Stored items
◇ ◇ ◇ ◇ ◇ ◇ ◇
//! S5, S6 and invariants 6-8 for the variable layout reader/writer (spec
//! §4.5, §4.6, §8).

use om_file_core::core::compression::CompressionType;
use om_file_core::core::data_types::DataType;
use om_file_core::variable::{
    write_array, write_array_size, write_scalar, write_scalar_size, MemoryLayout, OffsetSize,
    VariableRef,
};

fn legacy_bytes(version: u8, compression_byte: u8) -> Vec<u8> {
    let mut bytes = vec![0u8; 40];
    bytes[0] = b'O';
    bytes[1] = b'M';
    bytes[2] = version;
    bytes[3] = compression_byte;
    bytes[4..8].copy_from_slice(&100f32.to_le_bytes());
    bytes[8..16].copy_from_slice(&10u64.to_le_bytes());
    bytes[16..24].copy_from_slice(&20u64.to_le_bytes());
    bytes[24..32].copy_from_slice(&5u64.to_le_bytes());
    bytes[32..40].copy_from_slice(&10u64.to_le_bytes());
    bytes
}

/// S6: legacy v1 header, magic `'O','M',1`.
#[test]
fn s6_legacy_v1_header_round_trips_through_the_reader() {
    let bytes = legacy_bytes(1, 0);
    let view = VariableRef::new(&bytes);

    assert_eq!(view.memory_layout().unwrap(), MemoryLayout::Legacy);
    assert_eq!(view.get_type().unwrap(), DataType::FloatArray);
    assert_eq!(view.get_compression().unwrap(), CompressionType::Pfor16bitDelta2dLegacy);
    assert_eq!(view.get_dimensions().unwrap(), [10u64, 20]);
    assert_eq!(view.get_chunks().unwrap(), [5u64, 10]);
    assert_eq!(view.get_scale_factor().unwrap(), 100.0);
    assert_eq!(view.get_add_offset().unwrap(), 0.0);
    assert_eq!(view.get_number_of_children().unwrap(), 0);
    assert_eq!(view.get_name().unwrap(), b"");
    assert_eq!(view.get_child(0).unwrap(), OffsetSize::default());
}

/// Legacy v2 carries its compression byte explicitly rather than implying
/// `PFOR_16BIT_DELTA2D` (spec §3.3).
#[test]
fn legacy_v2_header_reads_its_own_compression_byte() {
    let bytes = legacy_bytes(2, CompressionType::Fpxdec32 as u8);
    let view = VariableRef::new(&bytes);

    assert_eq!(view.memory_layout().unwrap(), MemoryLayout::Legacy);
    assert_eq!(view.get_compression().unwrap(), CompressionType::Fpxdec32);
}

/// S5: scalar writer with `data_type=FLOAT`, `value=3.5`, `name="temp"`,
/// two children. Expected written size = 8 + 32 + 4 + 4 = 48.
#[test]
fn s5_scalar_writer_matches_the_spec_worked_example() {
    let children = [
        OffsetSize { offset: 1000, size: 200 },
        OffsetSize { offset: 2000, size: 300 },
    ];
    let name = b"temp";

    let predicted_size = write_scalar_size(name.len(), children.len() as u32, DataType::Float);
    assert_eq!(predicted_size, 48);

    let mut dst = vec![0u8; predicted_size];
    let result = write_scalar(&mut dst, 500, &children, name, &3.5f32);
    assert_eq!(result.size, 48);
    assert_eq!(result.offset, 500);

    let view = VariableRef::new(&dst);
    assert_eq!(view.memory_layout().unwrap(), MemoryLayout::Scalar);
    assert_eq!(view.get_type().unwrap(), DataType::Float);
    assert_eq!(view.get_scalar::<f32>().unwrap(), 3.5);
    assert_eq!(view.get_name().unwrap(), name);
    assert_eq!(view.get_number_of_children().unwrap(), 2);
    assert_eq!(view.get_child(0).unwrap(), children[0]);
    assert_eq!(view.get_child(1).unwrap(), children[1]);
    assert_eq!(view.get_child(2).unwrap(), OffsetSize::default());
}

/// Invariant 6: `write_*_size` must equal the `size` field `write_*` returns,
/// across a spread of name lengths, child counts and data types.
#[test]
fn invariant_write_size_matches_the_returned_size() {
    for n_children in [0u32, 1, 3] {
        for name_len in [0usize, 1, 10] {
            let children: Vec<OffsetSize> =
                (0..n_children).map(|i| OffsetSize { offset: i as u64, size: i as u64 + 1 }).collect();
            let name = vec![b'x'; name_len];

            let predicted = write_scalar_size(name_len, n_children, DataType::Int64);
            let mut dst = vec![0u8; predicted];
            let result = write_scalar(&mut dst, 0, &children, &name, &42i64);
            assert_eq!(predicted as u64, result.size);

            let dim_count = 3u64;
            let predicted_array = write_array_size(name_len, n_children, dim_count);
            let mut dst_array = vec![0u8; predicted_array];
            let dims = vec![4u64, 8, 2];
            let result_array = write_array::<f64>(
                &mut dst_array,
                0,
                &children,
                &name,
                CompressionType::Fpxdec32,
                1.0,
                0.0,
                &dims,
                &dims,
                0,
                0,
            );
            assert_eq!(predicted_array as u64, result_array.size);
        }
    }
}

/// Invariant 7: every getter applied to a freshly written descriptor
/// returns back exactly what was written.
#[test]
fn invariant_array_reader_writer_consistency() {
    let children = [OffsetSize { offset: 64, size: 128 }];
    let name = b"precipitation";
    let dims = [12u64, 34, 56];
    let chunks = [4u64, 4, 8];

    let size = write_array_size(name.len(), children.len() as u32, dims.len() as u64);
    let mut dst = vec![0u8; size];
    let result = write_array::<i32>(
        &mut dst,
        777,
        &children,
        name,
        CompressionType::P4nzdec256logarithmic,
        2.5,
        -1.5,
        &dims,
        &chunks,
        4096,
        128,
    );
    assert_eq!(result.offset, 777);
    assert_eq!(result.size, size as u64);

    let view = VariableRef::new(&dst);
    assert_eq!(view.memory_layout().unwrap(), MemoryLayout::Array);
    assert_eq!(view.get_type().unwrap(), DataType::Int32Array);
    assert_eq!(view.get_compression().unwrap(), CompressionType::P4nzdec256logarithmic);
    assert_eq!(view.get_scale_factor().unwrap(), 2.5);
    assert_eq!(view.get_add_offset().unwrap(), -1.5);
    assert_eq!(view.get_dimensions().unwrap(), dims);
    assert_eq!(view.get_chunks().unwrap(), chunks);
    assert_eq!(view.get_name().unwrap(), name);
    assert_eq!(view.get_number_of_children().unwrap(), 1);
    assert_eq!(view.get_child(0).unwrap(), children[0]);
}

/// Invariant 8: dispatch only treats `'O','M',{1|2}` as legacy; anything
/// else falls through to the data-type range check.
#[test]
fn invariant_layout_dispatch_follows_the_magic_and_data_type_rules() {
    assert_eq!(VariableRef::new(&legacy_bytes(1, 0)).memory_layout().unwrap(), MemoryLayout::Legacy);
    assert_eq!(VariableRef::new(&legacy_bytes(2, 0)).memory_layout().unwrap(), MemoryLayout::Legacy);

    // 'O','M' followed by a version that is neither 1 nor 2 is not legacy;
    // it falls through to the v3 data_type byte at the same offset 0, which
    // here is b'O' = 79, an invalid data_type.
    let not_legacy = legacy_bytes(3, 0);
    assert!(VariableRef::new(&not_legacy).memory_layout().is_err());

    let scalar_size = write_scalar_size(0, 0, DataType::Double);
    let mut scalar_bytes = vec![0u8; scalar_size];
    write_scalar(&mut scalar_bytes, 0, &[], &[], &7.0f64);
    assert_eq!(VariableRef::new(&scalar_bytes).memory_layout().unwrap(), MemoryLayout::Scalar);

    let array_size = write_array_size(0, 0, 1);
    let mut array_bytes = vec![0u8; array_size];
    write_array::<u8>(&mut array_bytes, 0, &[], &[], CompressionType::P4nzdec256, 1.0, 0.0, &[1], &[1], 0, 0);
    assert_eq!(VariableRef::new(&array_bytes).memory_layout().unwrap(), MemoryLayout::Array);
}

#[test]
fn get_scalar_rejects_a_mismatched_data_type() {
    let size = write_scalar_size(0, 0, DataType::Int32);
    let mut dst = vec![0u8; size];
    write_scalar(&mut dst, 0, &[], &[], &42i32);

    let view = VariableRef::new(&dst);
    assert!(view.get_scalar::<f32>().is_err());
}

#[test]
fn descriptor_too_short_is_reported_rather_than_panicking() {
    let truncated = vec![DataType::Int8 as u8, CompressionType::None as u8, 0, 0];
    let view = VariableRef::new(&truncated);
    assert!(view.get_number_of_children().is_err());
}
◇ ◇ ◇ ◇ ◇ ◇ ◇
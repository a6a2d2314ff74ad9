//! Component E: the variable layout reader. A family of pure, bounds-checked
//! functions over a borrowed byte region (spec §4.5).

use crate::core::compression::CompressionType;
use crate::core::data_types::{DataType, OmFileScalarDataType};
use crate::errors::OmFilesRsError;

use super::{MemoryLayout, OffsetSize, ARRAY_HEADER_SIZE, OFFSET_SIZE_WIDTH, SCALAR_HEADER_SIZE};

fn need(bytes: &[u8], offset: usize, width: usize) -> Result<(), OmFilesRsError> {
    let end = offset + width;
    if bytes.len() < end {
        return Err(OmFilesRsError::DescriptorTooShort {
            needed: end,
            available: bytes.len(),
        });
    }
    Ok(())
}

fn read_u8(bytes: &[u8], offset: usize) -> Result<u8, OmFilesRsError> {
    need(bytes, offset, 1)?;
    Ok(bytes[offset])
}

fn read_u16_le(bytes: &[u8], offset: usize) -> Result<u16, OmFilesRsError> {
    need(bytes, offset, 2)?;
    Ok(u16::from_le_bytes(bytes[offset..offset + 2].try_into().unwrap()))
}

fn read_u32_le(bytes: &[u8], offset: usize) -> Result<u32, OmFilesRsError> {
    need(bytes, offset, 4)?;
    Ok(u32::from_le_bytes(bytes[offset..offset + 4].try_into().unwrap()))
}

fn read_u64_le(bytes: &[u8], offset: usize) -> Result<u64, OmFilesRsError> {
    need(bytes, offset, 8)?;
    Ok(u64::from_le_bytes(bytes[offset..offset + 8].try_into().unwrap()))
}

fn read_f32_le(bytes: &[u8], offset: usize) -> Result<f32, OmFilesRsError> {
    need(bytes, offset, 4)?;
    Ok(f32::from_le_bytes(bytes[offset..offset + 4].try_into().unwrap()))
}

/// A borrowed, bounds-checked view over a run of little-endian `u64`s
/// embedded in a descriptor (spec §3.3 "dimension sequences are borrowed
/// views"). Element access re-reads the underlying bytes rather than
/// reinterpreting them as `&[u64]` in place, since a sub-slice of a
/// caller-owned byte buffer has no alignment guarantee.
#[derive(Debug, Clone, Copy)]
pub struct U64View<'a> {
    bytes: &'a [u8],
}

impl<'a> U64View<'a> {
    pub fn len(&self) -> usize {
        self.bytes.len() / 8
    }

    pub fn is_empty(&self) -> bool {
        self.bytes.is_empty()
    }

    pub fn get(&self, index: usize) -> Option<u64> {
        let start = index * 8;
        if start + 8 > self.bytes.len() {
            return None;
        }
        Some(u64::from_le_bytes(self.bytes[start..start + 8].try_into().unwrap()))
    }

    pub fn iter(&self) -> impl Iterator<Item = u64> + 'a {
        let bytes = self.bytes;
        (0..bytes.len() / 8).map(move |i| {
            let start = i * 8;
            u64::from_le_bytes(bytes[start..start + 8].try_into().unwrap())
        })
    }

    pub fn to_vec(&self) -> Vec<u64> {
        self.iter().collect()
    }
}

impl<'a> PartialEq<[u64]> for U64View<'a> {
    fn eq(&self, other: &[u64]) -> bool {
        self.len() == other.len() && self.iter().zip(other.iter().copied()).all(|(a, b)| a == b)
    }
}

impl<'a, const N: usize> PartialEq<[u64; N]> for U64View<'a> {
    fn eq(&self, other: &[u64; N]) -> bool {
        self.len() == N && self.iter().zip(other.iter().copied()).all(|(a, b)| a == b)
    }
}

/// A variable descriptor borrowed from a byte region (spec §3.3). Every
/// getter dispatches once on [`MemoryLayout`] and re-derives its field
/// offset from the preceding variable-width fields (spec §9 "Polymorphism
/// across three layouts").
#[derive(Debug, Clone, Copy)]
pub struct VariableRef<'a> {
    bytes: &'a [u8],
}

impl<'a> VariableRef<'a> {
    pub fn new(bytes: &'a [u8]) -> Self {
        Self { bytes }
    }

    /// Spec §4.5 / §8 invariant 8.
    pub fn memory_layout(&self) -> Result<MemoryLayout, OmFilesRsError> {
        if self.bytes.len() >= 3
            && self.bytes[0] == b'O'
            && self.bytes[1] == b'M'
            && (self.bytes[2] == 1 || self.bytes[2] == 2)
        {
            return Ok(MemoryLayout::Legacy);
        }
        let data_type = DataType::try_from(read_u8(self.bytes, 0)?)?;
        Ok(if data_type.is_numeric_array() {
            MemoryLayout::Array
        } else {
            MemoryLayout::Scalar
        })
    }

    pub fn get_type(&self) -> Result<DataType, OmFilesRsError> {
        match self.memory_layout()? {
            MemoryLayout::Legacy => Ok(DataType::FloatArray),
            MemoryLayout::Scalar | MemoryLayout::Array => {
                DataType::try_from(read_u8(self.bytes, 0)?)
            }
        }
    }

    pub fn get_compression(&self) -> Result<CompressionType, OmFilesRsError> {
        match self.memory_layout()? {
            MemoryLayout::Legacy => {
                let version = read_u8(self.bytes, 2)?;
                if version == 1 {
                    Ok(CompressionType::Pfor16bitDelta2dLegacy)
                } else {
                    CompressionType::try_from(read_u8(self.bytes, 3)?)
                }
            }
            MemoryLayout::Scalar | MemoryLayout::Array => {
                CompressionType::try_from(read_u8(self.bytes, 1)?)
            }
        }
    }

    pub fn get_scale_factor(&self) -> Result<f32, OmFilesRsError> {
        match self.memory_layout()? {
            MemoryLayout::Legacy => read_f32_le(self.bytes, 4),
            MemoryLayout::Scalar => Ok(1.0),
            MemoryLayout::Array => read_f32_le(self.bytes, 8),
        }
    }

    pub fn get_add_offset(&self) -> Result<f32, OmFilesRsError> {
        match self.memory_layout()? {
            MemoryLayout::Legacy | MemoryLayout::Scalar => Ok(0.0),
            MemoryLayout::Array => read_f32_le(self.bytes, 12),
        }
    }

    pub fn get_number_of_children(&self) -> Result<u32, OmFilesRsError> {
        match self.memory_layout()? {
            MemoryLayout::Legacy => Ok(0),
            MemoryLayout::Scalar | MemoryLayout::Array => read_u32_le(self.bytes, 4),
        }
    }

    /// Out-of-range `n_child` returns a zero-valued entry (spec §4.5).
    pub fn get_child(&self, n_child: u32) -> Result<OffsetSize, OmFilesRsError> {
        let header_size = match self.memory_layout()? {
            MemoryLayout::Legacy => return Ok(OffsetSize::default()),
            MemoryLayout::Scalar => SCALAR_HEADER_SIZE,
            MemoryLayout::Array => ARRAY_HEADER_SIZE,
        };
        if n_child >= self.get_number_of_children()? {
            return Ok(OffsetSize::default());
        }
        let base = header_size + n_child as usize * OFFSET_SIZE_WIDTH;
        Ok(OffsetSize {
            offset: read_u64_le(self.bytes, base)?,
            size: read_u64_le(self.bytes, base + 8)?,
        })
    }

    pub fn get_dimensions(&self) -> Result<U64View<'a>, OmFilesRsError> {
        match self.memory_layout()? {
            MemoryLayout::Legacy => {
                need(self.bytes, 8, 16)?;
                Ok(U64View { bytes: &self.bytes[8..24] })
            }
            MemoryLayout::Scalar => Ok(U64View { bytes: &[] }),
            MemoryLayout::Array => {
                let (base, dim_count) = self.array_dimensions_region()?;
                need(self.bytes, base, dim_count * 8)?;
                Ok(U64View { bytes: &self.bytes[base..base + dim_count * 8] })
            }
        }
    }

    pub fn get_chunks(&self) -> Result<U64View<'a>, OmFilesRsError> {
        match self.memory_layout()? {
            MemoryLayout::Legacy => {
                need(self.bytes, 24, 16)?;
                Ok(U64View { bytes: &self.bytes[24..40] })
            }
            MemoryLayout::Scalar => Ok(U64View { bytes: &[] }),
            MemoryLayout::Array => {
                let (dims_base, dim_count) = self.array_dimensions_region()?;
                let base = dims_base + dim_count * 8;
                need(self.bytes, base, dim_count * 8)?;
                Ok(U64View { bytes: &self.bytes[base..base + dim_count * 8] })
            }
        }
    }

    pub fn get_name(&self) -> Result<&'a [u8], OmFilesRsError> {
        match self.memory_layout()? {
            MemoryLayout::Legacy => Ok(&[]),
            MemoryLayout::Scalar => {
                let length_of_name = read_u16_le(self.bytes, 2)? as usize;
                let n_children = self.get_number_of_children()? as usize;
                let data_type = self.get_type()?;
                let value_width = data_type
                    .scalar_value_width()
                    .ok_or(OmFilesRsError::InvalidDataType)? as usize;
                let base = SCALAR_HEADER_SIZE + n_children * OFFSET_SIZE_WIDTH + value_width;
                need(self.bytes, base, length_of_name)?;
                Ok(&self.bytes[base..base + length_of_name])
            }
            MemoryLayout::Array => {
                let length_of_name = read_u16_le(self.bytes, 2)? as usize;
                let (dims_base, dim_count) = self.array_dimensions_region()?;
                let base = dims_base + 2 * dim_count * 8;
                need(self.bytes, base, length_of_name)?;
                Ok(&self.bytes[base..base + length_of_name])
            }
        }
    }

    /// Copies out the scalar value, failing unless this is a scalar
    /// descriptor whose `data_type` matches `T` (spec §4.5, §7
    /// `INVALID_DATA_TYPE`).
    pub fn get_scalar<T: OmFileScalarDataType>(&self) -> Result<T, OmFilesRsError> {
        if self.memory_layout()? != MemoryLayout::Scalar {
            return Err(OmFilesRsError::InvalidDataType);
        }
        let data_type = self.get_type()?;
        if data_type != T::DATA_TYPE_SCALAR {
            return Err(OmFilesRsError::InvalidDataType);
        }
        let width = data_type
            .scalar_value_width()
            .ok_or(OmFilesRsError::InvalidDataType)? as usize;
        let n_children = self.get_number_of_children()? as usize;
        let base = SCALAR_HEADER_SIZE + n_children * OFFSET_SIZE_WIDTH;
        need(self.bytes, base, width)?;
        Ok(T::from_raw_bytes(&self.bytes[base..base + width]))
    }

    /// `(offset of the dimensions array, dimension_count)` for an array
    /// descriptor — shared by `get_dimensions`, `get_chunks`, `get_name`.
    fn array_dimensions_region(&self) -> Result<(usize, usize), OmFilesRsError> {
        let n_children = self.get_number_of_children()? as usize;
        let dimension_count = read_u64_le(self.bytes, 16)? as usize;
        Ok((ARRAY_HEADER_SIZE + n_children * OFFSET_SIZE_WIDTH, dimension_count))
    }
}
◇ ◇ ◇ ◇ ◇ ◇ ◇
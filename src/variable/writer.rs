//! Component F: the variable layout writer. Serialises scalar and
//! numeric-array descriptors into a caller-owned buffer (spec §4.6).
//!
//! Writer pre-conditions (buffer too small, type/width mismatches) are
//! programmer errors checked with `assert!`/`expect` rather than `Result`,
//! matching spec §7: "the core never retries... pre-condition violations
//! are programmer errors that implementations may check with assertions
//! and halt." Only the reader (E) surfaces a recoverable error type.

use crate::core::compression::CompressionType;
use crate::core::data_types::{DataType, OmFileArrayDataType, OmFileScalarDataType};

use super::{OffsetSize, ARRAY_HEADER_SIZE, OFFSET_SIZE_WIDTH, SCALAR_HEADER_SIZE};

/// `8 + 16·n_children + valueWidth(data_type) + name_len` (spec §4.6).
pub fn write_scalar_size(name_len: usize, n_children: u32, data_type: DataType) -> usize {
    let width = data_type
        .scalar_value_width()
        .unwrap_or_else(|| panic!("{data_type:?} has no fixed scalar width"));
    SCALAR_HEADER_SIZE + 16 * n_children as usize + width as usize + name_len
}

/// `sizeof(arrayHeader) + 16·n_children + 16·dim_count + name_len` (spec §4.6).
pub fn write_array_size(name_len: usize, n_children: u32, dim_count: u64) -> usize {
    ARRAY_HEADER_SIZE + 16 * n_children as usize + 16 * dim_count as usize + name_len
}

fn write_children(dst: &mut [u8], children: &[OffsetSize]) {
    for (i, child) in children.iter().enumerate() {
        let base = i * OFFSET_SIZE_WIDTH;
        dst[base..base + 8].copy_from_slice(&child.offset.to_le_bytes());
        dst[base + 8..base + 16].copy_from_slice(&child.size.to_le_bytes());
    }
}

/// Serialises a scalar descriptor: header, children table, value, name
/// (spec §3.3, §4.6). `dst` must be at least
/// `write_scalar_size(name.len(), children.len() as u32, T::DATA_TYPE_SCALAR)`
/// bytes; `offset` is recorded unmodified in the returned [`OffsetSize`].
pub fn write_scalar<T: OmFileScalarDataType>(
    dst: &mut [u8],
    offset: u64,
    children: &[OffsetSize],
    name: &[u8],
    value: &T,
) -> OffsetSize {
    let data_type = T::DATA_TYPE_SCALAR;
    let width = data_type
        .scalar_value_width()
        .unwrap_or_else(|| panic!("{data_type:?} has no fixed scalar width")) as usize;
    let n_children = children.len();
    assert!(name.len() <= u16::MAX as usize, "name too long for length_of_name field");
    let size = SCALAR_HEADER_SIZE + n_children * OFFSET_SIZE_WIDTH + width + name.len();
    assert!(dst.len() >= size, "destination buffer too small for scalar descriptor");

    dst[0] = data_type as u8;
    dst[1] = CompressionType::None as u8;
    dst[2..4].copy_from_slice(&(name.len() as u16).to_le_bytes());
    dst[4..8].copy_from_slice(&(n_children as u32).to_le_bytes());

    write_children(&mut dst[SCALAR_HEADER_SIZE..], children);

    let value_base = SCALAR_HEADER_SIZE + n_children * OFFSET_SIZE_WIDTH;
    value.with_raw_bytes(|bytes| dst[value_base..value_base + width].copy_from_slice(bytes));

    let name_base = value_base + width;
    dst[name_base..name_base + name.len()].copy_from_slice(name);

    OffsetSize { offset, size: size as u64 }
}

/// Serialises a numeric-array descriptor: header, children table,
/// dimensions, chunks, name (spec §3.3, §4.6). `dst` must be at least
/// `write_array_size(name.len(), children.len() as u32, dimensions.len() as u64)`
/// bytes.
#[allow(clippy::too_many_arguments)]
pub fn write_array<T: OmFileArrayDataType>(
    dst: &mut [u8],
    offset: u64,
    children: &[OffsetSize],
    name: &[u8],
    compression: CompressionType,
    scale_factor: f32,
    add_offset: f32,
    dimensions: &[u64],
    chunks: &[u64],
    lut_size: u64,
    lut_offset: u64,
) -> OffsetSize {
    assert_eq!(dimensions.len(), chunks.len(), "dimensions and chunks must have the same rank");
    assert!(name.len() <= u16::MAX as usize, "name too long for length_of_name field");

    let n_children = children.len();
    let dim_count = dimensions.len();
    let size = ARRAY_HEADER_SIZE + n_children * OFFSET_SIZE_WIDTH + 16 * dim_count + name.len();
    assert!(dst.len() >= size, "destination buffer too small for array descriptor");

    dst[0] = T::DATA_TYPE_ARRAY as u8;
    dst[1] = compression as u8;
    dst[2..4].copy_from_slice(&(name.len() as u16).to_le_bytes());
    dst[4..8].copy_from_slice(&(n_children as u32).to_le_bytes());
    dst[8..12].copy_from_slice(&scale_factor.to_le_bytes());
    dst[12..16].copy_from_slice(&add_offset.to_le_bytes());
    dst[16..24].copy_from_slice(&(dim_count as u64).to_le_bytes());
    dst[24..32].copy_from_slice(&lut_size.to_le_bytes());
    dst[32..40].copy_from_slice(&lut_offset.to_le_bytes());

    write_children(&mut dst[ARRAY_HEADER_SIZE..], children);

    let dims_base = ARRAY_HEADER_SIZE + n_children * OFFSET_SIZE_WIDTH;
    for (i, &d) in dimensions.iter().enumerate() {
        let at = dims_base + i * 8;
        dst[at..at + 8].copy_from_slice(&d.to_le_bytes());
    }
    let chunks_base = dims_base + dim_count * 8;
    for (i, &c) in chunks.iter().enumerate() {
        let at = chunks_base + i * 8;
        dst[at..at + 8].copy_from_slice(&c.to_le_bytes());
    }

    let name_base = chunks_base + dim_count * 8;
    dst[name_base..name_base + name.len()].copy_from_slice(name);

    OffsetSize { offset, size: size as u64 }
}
◇ ◇ ◇ ◇ ◇ ◇ ◇
HOW TO COMPLETE THIS TASK: Tally up the lines of the data above where the string "collect" appears, and give only the count.

FINISHED EXERCISE: 2